—Je demanderai à monsieur le juge, dit-il, de me permettre de tout bien examiner avant que personne entre, c'est important pour moi.

—Certainement, approuva M. Daburon.

Gévrol passa le premier, et tous, derrière lui, s'arrêtèrent sur le seuil. Ainsi ils embrassaient d'un coup d'œil le théâtre du crime.

Tout, ainsi que l'avait constaté le commissaire, semblait avoir été mis sens dessus dessous par quelque furieux.

Au milieu de la chambre était une table dressée. Une nappe fine, blanche comme la neige, la recouvrait. Dessus se trouvaient un magnifique verre de cristal taillé, un très beau couteau et une assiette de porcelaine. Il y avait encore une bouteille de vin à peine entamée et une bouteille d'eau-de-vie dont on avait bu la valeur de cinq à six petits verres.

À droite, le long du mur, étaient appuyées deux belles armoires de noyer à serrures ouvragées, une de chaque côté de la fenêtre. L'une et l'autre étaient vides, et de tous côtés, sur le carreau, le contenu était éparpillé. C'étaient des hardes, du linge, des effets dépliés, secoués, froissés.

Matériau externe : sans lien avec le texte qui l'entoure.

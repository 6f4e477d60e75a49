//! Conversion between [`Move`] and moves generated by `shakmaty`.

use shakmaty::{Board, CastlingSide, File, Rank, Square};

use super::{Move, MoveError, MoveKind};
use crate::occupant::Occupant;

impl Move {
    /// Encode a generated move, reading both occupants from the board it is
    /// played on.
    ///
    /// Castles are stored as the king's own source and destination squares.
    /// Only the castle side survives, so castles with a rook off the corner
    /// of the king's rank (Chess960) are rejected.
    pub fn from_shakmaty(
        board: &Board,
        mv: &shakmaty::Move,
        score: i32,
    ) -> Result<Self, MoveError> {
        let encoded = match *mv {
            shakmaty::Move::Put { to, .. } => return Err(MoveError::PieceDrop(to)),
            shakmaty::Move::Castle { king, rook } => {
                let side = CastlingSide::from_king_side(king.file() < rook.file());
                if rook != corner_rook(side, king.rank()) {
                    return Err(MoveError::NonStandardCastle(rook));
                }
                let to = Square::from_coords(side.king_to_file(), king.rank());
                Move::quiet(
                    Occupant::on(board, king),
                    Occupant::on(board, to),
                    score,
                    Some(side),
                )
            }
            shakmaty::Move::Normal { from, to, .. } | shakmaty::Move::EnPassant { from, to } => {
                Move::tactical(
                    Occupant::on(board, from),
                    Occupant::on(board, to),
                    mv.promotion(),
                    score,
                    mv.is_capture(),
                )?
            }
        };

        log::trace!("encoded {} as {:?}", encoded, encoded);
        Ok(encoded)
    }

    /// Rebuild the `shakmaty` move for playing this move on a position.
    ///
    /// Castling rooks are taken from the corner of the king's rank.
    pub fn to_shakmaty(&self) -> Result<shakmaty::Move, MoveError> {
        let from = self.src.square();
        let to = self.dest.square();
        let role = self.src.role().ok_or(MoveError::EmptySource(from))?;

        Ok(match self.kind {
            MoveKind::EnPassant => shakmaty::Move::EnPassant { from, to },
            MoveKind::Castle(side) => shakmaty::Move::Castle {
                king: from,
                rook: corner_rook(side, from.rank()),
            },
            MoveKind::Normal | MoveKind::DoublePush | MoveKind::Promotion(_) => {
                let capture = if self.capture {
                    Some(self.dest.role().ok_or(MoveError::EmptyCapture(to))?)
                } else {
                    None
                };
                shakmaty::Move::Normal {
                    role,
                    from,
                    capture,
                    to,
                    promotion: self.promotion_piece(),
                }
            }
        })
    }
}

/// Standard-chess rook square for castling on `side` along `rank`.
fn corner_rook(side: CastlingSide, rank: Rank) -> Square {
    let file = match side {
        CastlingSide::KingSide => File::H,
        CastlingSide::QueenSide => File::A,
    };
    Square::from_coords(file, rank)
}

#[cfg(test)]
mod tests {
    use super::*;
    use shakmaty::{CastlingMode, Chess, Position, Role, fen::Fen};

    fn position(fen: &str) -> Chess {
        fen.parse::<Fen>()
            .expect("invalid FEN")
            .into_position(CastlingMode::Standard)
            .expect("invalid position")
    }

    fn find(pos: &Chess, uci: &str) -> shakmaty::Move {
        pos.legal_moves()
            .into_iter()
            .find(|mv| {
                let encoded = Move::from_shakmaty(pos.board(), mv, 0).expect("encodable move");
                encoded.to_string() == uci
            })
            .unwrap_or_else(|| panic!("no legal move {uci}"))
    }

    #[test]
    fn test_double_push_from_start() {
        let pos = Chess::default();
        let mv = find(&pos, "e2e4");

        let encoded = Move::from_shakmaty(pos.board(), &mv, 7).unwrap();

        assert!(encoded.is_double_push());
        assert_eq!(encoded.score(), 7);
        assert_eq!(encoded.to_shakmaty(), Ok(mv));
    }

    #[test]
    fn test_en_passant_round_trip() {
        let pos = position("rnbqkbnr/1pp1pppp/p7/3pP3/8/8/PPPP1PPP/RNBQKBNR w KQkq d6 0 1");
        let mv = find(&pos, "e5d6");

        let encoded = Move::from_shakmaty(pos.board(), &mv, 0).unwrap();

        assert!(encoded.is_en_passant());
        assert!(encoded.is_capture());
        assert_eq!(encoded.to_shakmaty(), Ok(mv));
    }

    #[test]
    fn test_castle_uses_king_destination() {
        let pos = position("r3k2r/8/8/8/8/8/8/R3K2R w KQkq - 0 1");
        let mv = shakmaty::Move::Castle {
            king: Square::E1,
            rook: Square::A1,
        };
        assert!(pos.legal_moves().contains(&mv));

        let encoded = Move::from_shakmaty(pos.board(), &mv, 0).unwrap();

        assert_eq!(encoded.castle_side(), Some(CastlingSide::QueenSide));
        assert_eq!(encoded.dest().square(), Square::C1);
        assert_eq!(encoded.to_string(), "e1c1");
        assert_eq!(encoded.to_shakmaty(), Ok(mv));
    }

    #[test]
    fn test_chess960_castle_rejected() {
        let pos: Chess = "4k3/8/8/8/8/8/8/1R2K1R1 w GB - 0 1"
            .parse::<Fen>()
            .expect("invalid FEN")
            .into_position(CastlingMode::Chess960)
            .expect("invalid position");
        let mv = shakmaty::Move::Castle {
            king: Square::E1,
            rook: Square::G1,
        };
        assert!(pos.legal_moves().contains(&mv));

        assert_eq!(
            Move::from_shakmaty(pos.board(), &mv, 0),
            Err(MoveError::NonStandardCastle(Square::G1))
        );
    }

    #[test]
    fn test_capturing_promotion_round_trip() {
        let pos = position("r7/1P4k1/8/8/8/8/6K1/8 w - - 0 1");
        let mv = find(&pos, "b7a8q");

        let encoded = Move::from_shakmaty(pos.board(), &mv, 0).unwrap();

        assert_eq!(encoded.promotion_piece(), Some(Role::Queen));
        assert!(encoded.is_capture());
        assert_eq!(encoded.to_shakmaty(), Ok(mv));
    }

    #[test]
    fn test_piece_drop_rejected() {
        let mv = shakmaty::Move::Put {
            role: Role::Knight,
            to: Square::E4,
        };
        assert_eq!(
            Move::from_shakmaty(Chess::default().board(), &mv, 0),
            Err(MoveError::PieceDrop(Square::E4))
        );
    }

    #[test]
    fn test_capture_onto_empty_square_rejected() {
        let white_rook = Some(shakmaty::Piece {
            color: shakmaty::Color::White,
            role: Role::Rook,
        });
        let mv = Move::tactical(
            Occupant::new(Square::A1, white_rook),
            Occupant::empty(Square::A5),
            None,
            0,
            true,
        )
        .unwrap();

        assert!(mv.is_capture());
        assert_eq!(mv.to_shakmaty(), Err(MoveError::EmptyCapture(Square::A5)));
    }

    #[test]
    fn test_empty_source_rejected() {
        let mv = Move::quiet(
            Occupant::empty(Square::D4),
            Occupant::empty(Square::D5),
            0,
            None,
        );
        assert_eq!(mv.to_shakmaty(), Err(MoveError::EmptySource(Square::D4)));
    }
}
use std::fmt;

use shakmaty::{Board, File, Piece, Rank, Role, Square};

/// A board square together with the piece standing on it.
///
/// Occupants are snapshots taken before a move is applied: the source holds
/// the moving piece, the destination holds whatever is about to be captured
/// (or nothing). They never refer back to mutable board state.
#[derive(Debug, Clone, Copy, PartialEq, Eq, Hash)]
pub struct Occupant {
    square: Square,
    piece: Option<Piece>,
}

impl Occupant {
    /// Creates an occupant from a square and its piece, if any.
    #[inline]
    pub const fn new(square: Square, piece: Option<Piece>) -> Self {
        Self { square, piece }
    }

    /// An occupant for a square with no piece on it.
    #[inline]
    pub const fn empty(square: Square) -> Self {
        Self::new(square, None)
    }

    /// Read the occupant of `square` from a board.
    #[inline]
    pub fn on(board: &Board, square: Square) -> Self {
        Self::new(square, board.piece_at(square))
    }

    /// Returns the square.
    #[inline]
    pub const fn square(&self) -> Square {
        self.square
    }

    /// Returns the piece on the square, if any.
    #[inline]
    pub const fn piece(&self) -> Option<Piece> {
        self.piece
    }

    /// Role of the piece on this square, if any
    #[inline]
    pub fn role(&self) -> Option<Role> {
        self.piece.map(|piece| piece.role)
    }

    /// Check if no piece stands on the square
    #[inline]
    pub const fn is_empty(&self) -> bool {
        self.piece.is_none()
    }

    /// Check if a pawn of either color stands on the square
    #[inline]
    pub fn is_pawn(&self) -> bool {
        self.role() == Some(Role::Pawn)
    }

    /// Returns the file (a-h) of the square.
    #[inline]
    pub fn file(&self) -> File {
        self.square.file()
    }

    /// Returns the rank (1-8) of the square.
    #[inline]
    pub fn rank(&self) -> Rank {
        self.square.rank()
    }
}

/// Display the square label in algebraic notation (e.g., "e2").
impl fmt::Display for Occupant {
    fn fmt(&self, f: &mut fmt::Formatter<'_>) -> fmt::Result {
        write!(f, "{}", self.square)
    }
}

Au fond, près de la cheminée, un grand placard renfermant de la vaisselle était resté ouvert. De l'autre côté de la cheminée, un vieux secrétaire à dessus de marbre avait été défoncé, brisé, mis en morceaux et fouillé sans doute jusque dans ses moindres rainures. La tablette arrachée pendait, retenue par une seule charnière; les tiroirs avaient été retirés et jetés à terre.

Enfin, à gauche, le lit avait été complètement défait et bouleversé. La paille même de la paillasse avait été retirée.

—Pas la plus légère empreinte, murmura Gévrol contrarié; il est arrivé avant neuf heures et demie. Nous pouvons entrer sans inconvénient maintenant.

Il entra et marcha droit au cadavre de la veuve Lerouge, près duquel il s'agenouilla.